Sequential and simultaneous statistical optimization by dynamic design of experiment for peptide overexpression in recombinant Escherichia coli

Abstract

The production of recombinant anti-HIV peptide, T-20, in Escherichia coli was optimized by statistical experimental designs (successive designs with multifators) such as 2^4–1 fractional factorial, 2³ full factorial, and 2² rotational central composite design in order. The effects of media compositions (glucose, NPK sources, MgSO₄, and trace elements), induction level, induction timing (optical density at induction process), and induction duration (culture time after induction) on T-20 production were studied by using a statistical response surface method. A series of iterative experimental designs was employed to determine optimal fermentation conditions (media and process factors).

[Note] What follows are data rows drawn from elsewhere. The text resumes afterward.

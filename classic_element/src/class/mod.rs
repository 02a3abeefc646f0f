//! Class composition: declarations and mixins folded into component types.
//!
//! [`create_class`] merges every mixin and then the declaration into a single
//! [`Prototype`], evaluates the default props once, and lifts the winning
//! statics onto the resulting [`ComponentType`]. Instances are created with
//! [`ComponentType::construct`].
//!
//! ```
//! use classic_element::{Declaration, Props, Value, create_class};
//!
//! let logging = Declaration::new().method("log", |_, _| Ok(Value::from("logged")));
//! let button = create_class(
//!     &Declaration::new()
//!         .mixin(logging)
//!         .statics(Props::new().with("kind", "button"))
//!         .initial_state(|_| Props::new().with("pressed", false)),
//! );
//!
//! assert_eq!(button.static_member("kind"), Some(&Value::from("button")));
//! let instance = button.construct(Props::new(), Props::new());
//! assert!(instance.member("log").is_some());
//! assert_eq!(instance.state().get("pressed"), Some(&Value::from(false)));
//! ```

mod declaration;
mod instance;
mod prototype;

use std::{fmt, sync::Arc};

pub use declaration::Declaration;
pub use instance::ComponentInstance;
pub use prototype::{GET_DEFAULT_PROPS, GET_INITIAL_STATE, Prototype, SET_STATE};

use crate::{Props, Value};

struct ClassDef {
    prototype: Prototype,
    default_props: Arc<Props>,
    statics: Props,
}

/// A composed, constructible component type.
///
/// Cloning is cheap and shares the same type; equality is identity.
#[derive(Clone)]
pub struct ComponentType(Arc<ClassDef>);

impl ComponentType {
    /// Construct an instance from `props` and `context`.
    ///
    /// Both are stored before the initial-state hook runs, so the hook can
    /// read them.
    #[must_use]
    pub fn construct(&self, props: Props, context: Props) -> ComponentInstance {
        ComponentInstance::new(self.clone(), props, context)
    }

    /// The merged prototype.
    #[must_use]
    pub fn prototype(&self) -> &Prototype {
        &self.0.prototype
    }

    /// Default props computed at composition time.
    #[must_use]
    pub fn default_props(&self) -> &Props {
        &self.0.default_props
    }

    /// Statics lifted onto the type.
    #[must_use]
    pub fn statics(&self) -> &Props {
        &self.0.statics
    }

    /// Look up a single static member.
    #[must_use]
    pub fn static_member(&self, name: &str) -> Option<&Value> {
        self.0.statics.get(name)
    }

    /// Returns `true` when both handles refer to the same composed type.
    #[must_use]
    pub fn ptr_eq(&self, other: &Self) -> bool {
        Arc::ptr_eq(&self.0, &other.0)
    }
}

impl PartialEq for ComponentType {
    fn eq(&self, other: &Self) -> bool {
        self.ptr_eq(other)
    }
}

impl fmt::Debug for ComponentType {
    fn fmt(&self, f: &mut fmt::Formatter<'_>) -> fmt::Result {
        f.debug_struct("ComponentType")
            .field("members", &self.0.prototype.members().keys().collect::<Vec<_>>())
            .field("default_props", &self.0.default_props)
            .field("statics", &self.0.statics)
            .finish()
    }
}

/// Compose `declaration` and its mixins into a component type.
///
/// Members from later mixins override earlier ones and the declaration
/// overrides every mixin. A winning `getDefaultProps` method is invoked
/// exactly once here. Its `this` is a bare instance of the composed type
/// with empty props, context and state, so it can reach the prototype and
/// statics but nothing instance-specific.
#[must_use]
pub fn create_class(declaration: &Declaration) -> ComponentType {
    let prototype = Prototype::compose(declaration);
    let statics = prototype.statics().cloned().unwrap_or_default();
    let default_props = Arc::new(evaluate_default_props(&prototype, &statics));
    tracing::debug!(
        mixins = declaration.mixin_list().len(),
        members = prototype.members().len(),
        default_props = default_props.len(),
        statics = statics.len(),
        "composed component type"
    );
    ComponentType(Arc::new(ClassDef {
        prototype,
        default_props,
        statics,
    }))
}

fn evaluate_default_props(prototype: &Prototype, statics: &Props) -> Props {
    if !prototype.has_method(GET_DEFAULT_PROPS) {
        return Props::new();
    }
    let draft = ComponentType(Arc::new(ClassDef {
        prototype: prototype.clone(),
        default_props: Arc::new(Props::new()),
        statics: statics.clone(),
    }));
    ComponentInstance::bare(draft, Props::new(), Props::new())
        .run_hook(GET_DEFAULT_PROPS)
        .unwrap_or_default()
}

Optimal ranges characterized by %T-20 (proportion of pepttide to the total cell protein) were observed, narrowed down, and further investigated to determine the optimal combination of culture conditions, which was as follows: 9, 6, 10, and 1 mL of glucose, NPK sources, MgSO₄, and trace elements, respectively, in a total of 100 mL of medium inducted at an OD of 0.55–0.75 with 0.7 mM isopropyl-β-d-thiogalactopyranoside in an induction duration of 4 h. Under these conditions, up to 14% of T-20 was obtained. This statistical optimization allowed, the production of T-20 to be increased more than twofold (from 6 to 14%) within, a shorter induction duration (from 6 to 4 h) at the shake-flask scale.